Efforts to increase capacities at the Panama and Suez Canals also will fall short, says Vickerman, who notes that Asian shipbuilders are already planning ships capable of carrying 22,000 TEUs (20-foot container equivalent units), while the canals can barely accommodate ships of 12,000 TEUs. The Maersk cargo line already has an 18,000 TEU vessel that is 1.5 times larger than what the new Panama Canal can accommodate.

Multinational shippers have several key priorities, with 43 percent citing schedule reliability and consistency as most important, followed by competitive freight rates (38 percent) and transit time and speed (12 percent). But their markets don’t really care about the challenges they face, Vickerman says.
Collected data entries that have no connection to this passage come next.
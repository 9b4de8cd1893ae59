//! Resolution tiers consulted by the registry, in priority order.

use std::collections::HashMap;
use std::sync::Arc;
use std::time::Duration;

use async_trait::async_trait;
use tracing::{debug, warn};

use super::cache::TtlCache;
use crate::ability::{Ability, AbilityClient, AbilitySource};
use crate::error::DatabaseError;
use crate::store::AbilityStore;

/// Cache of resolved clients keyed by intent or ability name.
pub type ClientCache = TtlCache<String, AbilityClient>;

/// One place an intent or ability name can be resolved from.
#[async_trait]
pub trait ResolutionTier: Send + Sync {
    fn source(&self) -> AbilitySource;

    /// Resolve `key` to a client, or `None` on a miss. Tiers never fail:
    /// unavailability is a miss.
    async fn lookup(&self, key: &str) -> Option<AbilityClient>;
}

// ── Cache ───────────────────────────────────────────────────────────

pub struct CacheTier {
    cache: Arc<ClientCache>,
}

impl CacheTier {
    pub fn new(cache: Arc<ClientCache>) -> Self {
        Self { cache }
    }
}

#[async_trait]
impl ResolutionTier for CacheTier {
    fn source(&self) -> AbilitySource {
        AbilitySource::Cache
    }

    async fn lookup(&self, key: &str) -> Option<AbilityClient> {
        self.cache.get(&key.to_string())
    }
}

// ── Database ────────────────────────────────────────────────────────

pub struct DatabaseTier {
    store: Arc<dyn AbilityStore>,
    http: reqwest::Client,
    timeout: Duration,
}

impl DatabaseTier {
    pub fn new(store: Arc<dyn AbilityStore>, http: reqwest::Client, timeout: Duration) -> Self {
        Self {
            store,
            http,
            timeout,
        }
    }

    async fn bounded<T>(
        &self,
        call: impl std::future::Future<Output = Result<T, DatabaseError>>,
    ) -> Result<T, DatabaseError> {
        tokio::time::timeout(self.timeout, call)
            .await
            .unwrap_or(Err(DatabaseError::Timeout(self.timeout)))
    }

    /// Intent membership first, then the ability name.
    async fn find(&self, key: &str) -> Result<Option<Ability>, DatabaseError> {
        let abilities = self.bounded(self.store.get_by_intent(key)).await?;
        if let Some(first) = abilities.first() {
            if abilities.len() > 1 {
                let candidates: Vec<&str> = abilities.iter().map(|a| a.name.as_str()).collect();
                warn!(
                    intent = %key,
                    chosen = %first.name,
                    ?candidates,
                    "Several abilities registered for the same intent, using the most recently updated"
                );
            }
            return Ok(abilities.into_iter().next());
        }
        self.bounded(self.store.get_by_name(key)).await
    }
}

#[async_trait]
impl ResolutionTier for DatabaseTier {
    fn source(&self) -> AbilitySource {
        AbilitySource::Database
    }

    async fn lookup(&self, key: &str) -> Option<AbilityClient> {
        match self.find(key).await {
            Ok(found) => found.map(|ability| AbilityClient::from_ability(self.http.clone(), &ability)),
            Err(e) => {
                warn!(intent_or_ability = %key, error = %e, "Ability store lookup failed, treating as a miss");
                None
            }
        }
    }
}

// ── Config ──────────────────────────────────────────────────────────

/// Read-only index of statically configured abilities, built once at startup.
pub struct ConfigTier {
    clients: HashMap<String, AbilityClient>,
}

impl ConfigTier {
    /// Index every ability under each declared intent and under its own name.
    /// Later abilities win when two declare the same key.
    pub fn new(abilities: &[Ability], http: &reqwest::Client) -> Self {
        let capacity = abilities.iter().map(|a| a.intents.len() + 1).sum();
        let mut clients = HashMap::with_capacity(capacity);
        for ability in abilities {
            let client = AbilityClient::from_ability(http.clone(), ability);
            for intent in &ability.intents {
                if let Some(previous) = clients.insert(intent.clone(), client.clone()) {
                    debug!(
                        intent = %intent,
                        replaced = %previous.name(),
                        by = %client.name(),
                        "Configured intent declared twice"
                    );
                }
            }
            clients.insert(ability.name.clone(), client);
        }
        Self { clients }
    }

    /// Every `(key, client)` pair of the index.
    pub fn entries(&self) -> impl Iterator<Item = (&String, &AbilityClient)> {
        self.clients.iter()
    }
}

#[async_trait]
impl ResolutionTier for ConfigTier {
    fn source(&self) -> AbilitySource {
        AbilitySource::Config
    }

    async fn lookup(&self, key: &str) -> Option<AbilityClient> {
        self.clients.get(key).cloned()
    }
}
//! Text conversation turn: understand, dispatch, then render the reply.

use std::sync::Arc;

use serde::{Deserialize, Serialize};
use tracing::{debug, error};

use crate::ability::{Context, Device};
use crate::dispatch::Dispatcher;
use crate::nlg::Generator;
use crate::nlu::Understander;

/// Vocal reply used when the NLG service fails.
pub const NLG_ERROR_SENTENCE: &str = "error";

#[derive(Debug, Clone, Default, PartialEq, Serialize, Deserialize)]
pub struct TextRequest {
    #[serde(default)]
    pub text: String,
    #[serde(default)]
    pub context: Context,
    #[serde(default)]
    pub device: Device,
}

#[derive(Debug, Clone, Default, PartialEq, Serialize, Deserialize)]
pub struct TextResponse {
    pub vocal: String,
    #[serde(default, skip_serializing_if = "Option::is_none")]
    pub visu: Option<serde_json::Value>,
    #[serde(default, skip_serializing_if = "Option::is_none")]
    pub actions: Option<serde_json::Value>,
    #[serde(default)]
    pub auto_reprompt: bool,
    #[serde(default)]
    pub context: Context,
}

pub struct TextOrchestrator {
    understander: Arc<dyn Understander>,
    dispatcher: Arc<Dispatcher>,
    generator: Arc<dyn Generator>,
}

impl TextOrchestrator {
    pub fn new(
        understander: Arc<dyn Understander>,
        dispatcher: Arc<Dispatcher>,
        generator: Arc<dyn Generator>,
    ) -> Self {
        Self {
            understander,
            dispatcher,
            generator,
        }
    }

    pub async fn handle_text(&self, request: TextRequest) -> TextResponse {
        let nlu = self.understander.understand(&request.text).await;
        debug!(best_intent = %nlu.best_intent, "Understood the request");

        let response = self
            .dispatcher
            .request_ability(nlu, request.context, request.device)
            .await;

        let vocal = match self.generator.generate(&response.nlg).await {
            Ok(vocal) => vocal,
            Err(e) => {
                error!(error = %e, sentence = %response.nlg.sentence, "Generation failed");
                NLG_ERROR_SENTENCE.to_string()
            }
        };

        TextResponse {
            vocal,
            visu: response.visu,
            actions: response.actions,
            auto_reprompt: response.auto_reprompt,
            context: response.context,
        }
    }
}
“The consumer doesn’t give a diddly about a port or a railroad or a truck,” he says. “They could get it by Star Trek transporter and it wouldn’t matter at all. What matters to the consumer is availability of the product at a price point they can afford, in the quantities they want, now.”

Philadelphia’s port benefitted from the location of refineries along the Delaware River and the presence of the Navy Yard, says Hankowsky. Both of these activities helped justify efforts to deepen the Delaware River channel for larger ships. Today, however, distribution centers like the warehouses along the New Jersey Turnpike are a critical factor in the success of ports like Philadelphia.

The huge consumer market in the Northeast, says Hankowsky, makes it essential for companies to have warehouse space for the goods they need to ship into the region.

“There’s been an explosion in the real estate side of this business. Which port wins this battle may not actually affect where all the real estate gets located,” Hankowsky says. “The one thing we have is a huge number of people live in the northeastern part of the US, and they have to get served. The companies have decided that bigger boxes are more efficient to serve them.”

Distribution centers have been migrating south in New Jersey with significant new developments along the New Jersey Turnpike in the vicinity of Exits 8A and 7A.

“North Jersey has basically been built out. It’s impossible to find a site to put a million square foot warehouse,” he says. “We’ve seen them come down the Turnpike to Exit 7, and all the way to Exit 6 now that it’s been widened, but that’s almost all built out, so basically what they did is they went west. Pennsylvania was not big in this market 20 years ago, but it is big now.”

Industrial vacancy rates in the Lehigh Valley are now around two percent, Hankowsky says.

Also appearing on the panel were Thomas J. Holt, Jr., of Holt Logistics Corporation, which runs major port properties along the Delaware River; and Susan Howland, president and CEO of The Howland Group, a transportation and logistics consulting firm.